About this task: From the first line to the last, restate the data word for word.

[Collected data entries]
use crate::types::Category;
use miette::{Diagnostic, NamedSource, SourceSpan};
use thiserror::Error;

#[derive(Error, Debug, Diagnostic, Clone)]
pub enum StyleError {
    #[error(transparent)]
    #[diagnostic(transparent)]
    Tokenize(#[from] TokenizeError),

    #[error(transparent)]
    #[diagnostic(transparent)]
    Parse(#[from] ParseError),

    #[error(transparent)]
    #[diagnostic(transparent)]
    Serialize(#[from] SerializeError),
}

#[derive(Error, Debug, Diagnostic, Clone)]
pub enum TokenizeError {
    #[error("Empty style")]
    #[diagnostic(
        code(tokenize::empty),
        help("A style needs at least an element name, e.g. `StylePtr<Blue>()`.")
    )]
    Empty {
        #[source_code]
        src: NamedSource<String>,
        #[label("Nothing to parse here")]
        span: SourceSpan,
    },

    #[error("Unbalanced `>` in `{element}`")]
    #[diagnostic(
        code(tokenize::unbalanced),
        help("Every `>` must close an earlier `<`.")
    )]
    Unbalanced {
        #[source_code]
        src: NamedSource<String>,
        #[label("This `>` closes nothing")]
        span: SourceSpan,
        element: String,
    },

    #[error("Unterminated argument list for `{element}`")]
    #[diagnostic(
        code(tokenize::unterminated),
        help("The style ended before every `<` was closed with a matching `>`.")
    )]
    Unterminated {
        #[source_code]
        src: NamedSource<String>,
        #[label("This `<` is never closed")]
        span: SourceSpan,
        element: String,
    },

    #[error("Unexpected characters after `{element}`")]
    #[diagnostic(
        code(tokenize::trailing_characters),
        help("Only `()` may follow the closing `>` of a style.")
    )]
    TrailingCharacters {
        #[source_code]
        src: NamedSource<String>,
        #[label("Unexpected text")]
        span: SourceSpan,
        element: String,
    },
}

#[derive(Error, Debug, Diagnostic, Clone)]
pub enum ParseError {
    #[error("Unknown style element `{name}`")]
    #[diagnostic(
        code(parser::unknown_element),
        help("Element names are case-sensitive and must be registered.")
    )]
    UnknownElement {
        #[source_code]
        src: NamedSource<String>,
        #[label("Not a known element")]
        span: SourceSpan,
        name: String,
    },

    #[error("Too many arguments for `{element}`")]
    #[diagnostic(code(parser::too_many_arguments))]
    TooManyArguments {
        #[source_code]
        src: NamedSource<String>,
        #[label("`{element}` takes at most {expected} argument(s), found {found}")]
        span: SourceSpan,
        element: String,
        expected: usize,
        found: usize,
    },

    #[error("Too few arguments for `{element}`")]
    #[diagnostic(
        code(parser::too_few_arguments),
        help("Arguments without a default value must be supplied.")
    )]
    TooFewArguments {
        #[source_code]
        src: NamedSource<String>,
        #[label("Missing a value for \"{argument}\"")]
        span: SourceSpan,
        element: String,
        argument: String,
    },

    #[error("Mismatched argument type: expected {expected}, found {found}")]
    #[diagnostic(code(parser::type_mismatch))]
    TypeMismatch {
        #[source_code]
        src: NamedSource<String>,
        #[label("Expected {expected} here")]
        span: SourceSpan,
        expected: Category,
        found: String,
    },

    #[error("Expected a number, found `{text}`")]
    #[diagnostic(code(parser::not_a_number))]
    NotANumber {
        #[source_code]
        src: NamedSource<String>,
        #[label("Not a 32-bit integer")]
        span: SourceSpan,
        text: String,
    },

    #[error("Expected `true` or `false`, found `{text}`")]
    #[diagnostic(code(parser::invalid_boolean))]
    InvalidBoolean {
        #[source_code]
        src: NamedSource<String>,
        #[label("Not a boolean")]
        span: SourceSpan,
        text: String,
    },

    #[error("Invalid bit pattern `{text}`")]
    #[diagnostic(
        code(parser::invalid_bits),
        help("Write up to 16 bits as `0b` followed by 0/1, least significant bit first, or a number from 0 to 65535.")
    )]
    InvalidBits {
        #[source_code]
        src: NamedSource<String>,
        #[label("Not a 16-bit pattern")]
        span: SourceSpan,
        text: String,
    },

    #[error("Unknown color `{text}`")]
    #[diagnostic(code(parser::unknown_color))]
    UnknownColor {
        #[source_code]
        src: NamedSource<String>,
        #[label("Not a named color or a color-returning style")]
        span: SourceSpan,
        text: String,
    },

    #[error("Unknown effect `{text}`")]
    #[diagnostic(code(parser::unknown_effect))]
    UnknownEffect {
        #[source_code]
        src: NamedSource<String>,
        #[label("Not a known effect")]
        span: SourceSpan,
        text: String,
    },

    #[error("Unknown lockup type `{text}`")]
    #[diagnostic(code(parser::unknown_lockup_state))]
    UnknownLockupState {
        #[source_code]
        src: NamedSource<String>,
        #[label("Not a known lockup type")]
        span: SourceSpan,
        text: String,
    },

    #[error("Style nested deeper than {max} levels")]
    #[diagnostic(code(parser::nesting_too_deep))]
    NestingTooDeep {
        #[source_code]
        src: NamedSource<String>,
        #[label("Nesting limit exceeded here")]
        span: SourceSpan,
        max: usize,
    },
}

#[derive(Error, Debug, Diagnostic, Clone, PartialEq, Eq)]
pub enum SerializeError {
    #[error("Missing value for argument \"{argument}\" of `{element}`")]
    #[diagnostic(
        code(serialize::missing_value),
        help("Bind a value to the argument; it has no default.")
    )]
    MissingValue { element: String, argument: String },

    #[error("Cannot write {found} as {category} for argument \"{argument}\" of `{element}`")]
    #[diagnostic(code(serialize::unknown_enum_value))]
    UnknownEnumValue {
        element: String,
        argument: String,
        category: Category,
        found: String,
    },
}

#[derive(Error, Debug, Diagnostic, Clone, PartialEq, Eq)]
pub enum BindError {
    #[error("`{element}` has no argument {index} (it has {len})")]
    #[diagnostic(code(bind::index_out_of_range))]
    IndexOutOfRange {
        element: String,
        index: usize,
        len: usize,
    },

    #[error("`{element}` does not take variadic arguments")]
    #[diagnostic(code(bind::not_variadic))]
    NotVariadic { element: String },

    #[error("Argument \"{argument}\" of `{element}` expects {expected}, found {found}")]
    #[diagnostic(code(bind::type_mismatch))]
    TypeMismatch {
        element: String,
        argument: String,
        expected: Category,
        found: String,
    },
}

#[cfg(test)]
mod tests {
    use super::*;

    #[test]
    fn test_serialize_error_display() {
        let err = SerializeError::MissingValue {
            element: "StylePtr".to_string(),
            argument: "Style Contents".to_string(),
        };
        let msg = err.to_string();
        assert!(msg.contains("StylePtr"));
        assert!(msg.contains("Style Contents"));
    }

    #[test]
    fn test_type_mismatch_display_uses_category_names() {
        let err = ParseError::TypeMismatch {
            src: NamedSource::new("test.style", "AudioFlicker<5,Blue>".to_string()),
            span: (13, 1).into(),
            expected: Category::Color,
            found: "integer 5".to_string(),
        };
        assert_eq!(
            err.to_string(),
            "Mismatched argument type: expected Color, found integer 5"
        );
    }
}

Answer area:
use crate::types::Category;
use miette::{Diagnostic, NamedSource, SourceSpan};
use thiserror::Error;

#[derive(Error, Debug, Diagnostic, Clone)]
pub enum StyleError {
    #[error(transparent)]
    #[diagnostic(transparent)]
    Tokenize(#[from] TokenizeError),

    #[error(transparent)]
    #[diagnostic(transparent)]
    Parse(#[from] ParseError),

    #[error(transparent)]
    #[diagnostic(transparent)]
    Serialize(#[from] SerializeError),
}

#[derive(Error, Debug, Diagnostic, Clone)]
pub enum TokenizeError {
    #[error("Empty style")]
    #[diagnostic(
        code(tokenize::empty),
        help("A style needs at least an element name, e.g. `StylePtr<Blue>()`.")
    )]
    Empty {
        #[source_code]
        src: NamedSource<String>,
        #[label("Nothing to parse here")]
        span: SourceSpan,
    },

    #[error("Unbalanced `>` in `{element}`")]
    #[diagnostic(
        code(tokenize::unbalanced),
        help("Every `>` must close an earlier `<`.")
    )]
    Unbalanced {
        #[source_code]
        src: NamedSource<String>,
        #[label("This `>` closes nothing")]
        span: SourceSpan,
        element: String,
    },

    #[error("Unterminated argument list for `{element}`")]
    #[diagnostic(
        code(tokenize::unterminated),
        help("The style ended before every `<` was closed with a matching `>`.")
    )]
    Unterminated {
        #[source_code]
        src: NamedSource<String>,
        #[label("This `<` is never closed")]
        span: SourceSpan,
        element: String,
    },

    #[error("Unexpected characters after `{element}`")]
    #[diagnostic(
        code(tokenize::trailing_characters),
        help("Only `()` may follow the closing `>` of a style.")
    )]
    TrailingCharacters {
        #[source_code]
        src: NamedSource<String>,
        #[label("Unexpected text")]
        span: SourceSpan,
        element: String,
    },
}

#[derive(Error, Debug, Diagnostic, Clone)]
pub enum ParseError {
    #[error("Unknown style element `{name}`")]
    #[diagnostic(
        code(parser::unknown_element),
        help("Element names are case-sensitive and must be registered.")
    )]
    UnknownElement {
        #[source_code]
        src: NamedSource<String>,
        #[label("Not a known element")]
        span: SourceSpan,
        name: String,
    },

    #[error("Too many arguments for `{element}`")]
    #[diagnostic(code(parser::too_many_arguments))]
    TooManyArguments {
        #[source_code]
        src: NamedSource<String>,
        #[label("`{element}` takes at most {expected} argument(s), found {found}")]
        span: SourceSpan,
        element: String,
        expected: usize,
        found: usize,
    },

    #[error("Too few arguments for `{element}`")]
    #[diagnostic(
        code(parser::too_few_arguments),
        help("Arguments without a default value must be supplied.")
    )]
    TooFewArguments {
        #[source_code]
        src: NamedSource<String>,
        #[label("Missing a value for \"{argument}\"")]
        span: SourceSpan,
        element: String,
        argument: String,
    },

    #[error("Mismatched argument type: expected {expected}, found {found}")]
    #[diagnostic(code(parser::type_mismatch))]
    TypeMismatch {
        #[source_code]
        src: NamedSource<String>,
        #[label("Expected {expected} here")]
        span: SourceSpan,
        expected: Category,
        found: String,
    },

    #[error("Expected a number, found `{text}`")]
    #[diagnostic(code(parser::not_a_number))]
    NotANumber {
        #[source_code]
        src: NamedSource<String>,
        #[label("Not a 32-bit integer")]
        span: SourceSpan,
        text: String,
    },

    #[error("Expected `true` or `false`, found `{text}`")]
    #[diagnostic(code(parser::invalid_boolean))]
    InvalidBoolean {
        #[source_code]
        src: NamedSource<String>,
        #[label("Not a boolean")]
        span: SourceSpan,
        text: String,
    },

    #[error("Invalid bit pattern `{text}`")]
    #[diagnostic(
        code(parser::invalid_bits),
        help("Write up to 16 bits as `0b` followed by 0/1, least significant bit first, or a number from 0 to 65535.")
    )]
    InvalidBits {
        #[source_code]
        src: NamedSource<String>,
        #[label("Not a 16-bit pattern")]
        span: SourceSpan,
        text: String,
    },

    #[error("Unknown color `{text}`")]
    #[diagnostic(code(parser::unknown_color))]
    UnknownColor {
        #[source_code]
        src: NamedSource<String>,
        #[label("Not a named color or a color-returning style")]
        span: SourceSpan,
        text: String,
    },

    #[error("Unknown effect `{text}`")]
    #[diagnostic(code(parser::unknown_effect))]
    UnknownEffect {
        #[source_code]
        src: NamedSource<String>,
        #[label("Not a known effect")]
        span: SourceSpan,
        text: String,
    },

    #[error("Unknown lockup type `{text}`")]
    #[diagnostic(code(parser::unknown_lockup_state))]
    UnknownLockupState {
        #[source_code]
        src: NamedSource<String>,
        #[label("Not a known lockup type")]
        span: SourceSpan,
        text: String,
    },

    #[error("Style nested deeper than {max} levels")]
    #[diagnostic(code(parser::nesting_too_deep))]
    NestingTooDeep {
        #[source_code]
        src: NamedSource<String>,
        #[label("Nesting limit exceeded here")]
        span: SourceSpan,
        max: usize,
    },
}

#[derive(Error, Debug, Diagnostic, Clone, PartialEq, Eq)]
pub enum SerializeError {
    #[error("Missing value for argument \"{argument}\" of `{element}`")]
    #[diagnostic(
        code(serialize::missing_value),
        help("Bind a value to the argument; it has no default.")
    )]
    MissingValue { element: String, argument: String },

    #[error("Cannot write {found} as {category} for argument \"{argument}\" of `{element}`")]
    #[diagnostic(code(serialize::unknown_enum_value))]
    UnknownEnumValue {
        element: String,
        argument: String,
        category: Category,
        found: String,
    },
}

#[derive(Error, Debug, Diagnostic, Clone, PartialEq, Eq)]
pub enum BindError {
    #[error("`{element}` has no argument {index} (it has {len})")]
    #[diagnostic(code(bind::index_out_of_range))]
    IndexOutOfRange {
        element: String,
        index: usize,
        len: usize,
    },

    #[error("`{element}` does not take variadic arguments")]
    #[diagnostic(code(bind::not_variadic))]
    NotVariadic { element: String },

    #[error("Argument \"{argument}\" of `{element}` expects {expected}, found {found}")]
    #[diagnostic(code(bind::type_mismatch))]
    TypeMismatch {
        element: String,
        argument: String,
        expected: Category,
        found: String,
    },
}

#[cfg(test)]
mod tests {
    use super::*;

    #[test]
    fn test_serialize_error_display() {
        let err = SerializeError::MissingValue {
            element: "StylePtr".to_string(),
            argument: "Style Contents".to_string(),
        };
        let msg = err.to_string();
        assert!(msg.contains("StylePtr"));
        assert!(msg.contains("Style Contents"));
    }

    #[test]
    fn test_type_mismatch_display_uses_category_names() {
        let err = ParseError::TypeMismatch {
            src: NamedSource::new("test.style", "AudioFlicker<5,Blue>".to_string()),
            span: (13, 1).into(),
            expected: Category::Color,
            found: "integer 5".to_string(),
        };
        assert_eq!(
            err.to_string(),
            "Mismatched argument type: expected Color, found integer 5"
        );
    }
}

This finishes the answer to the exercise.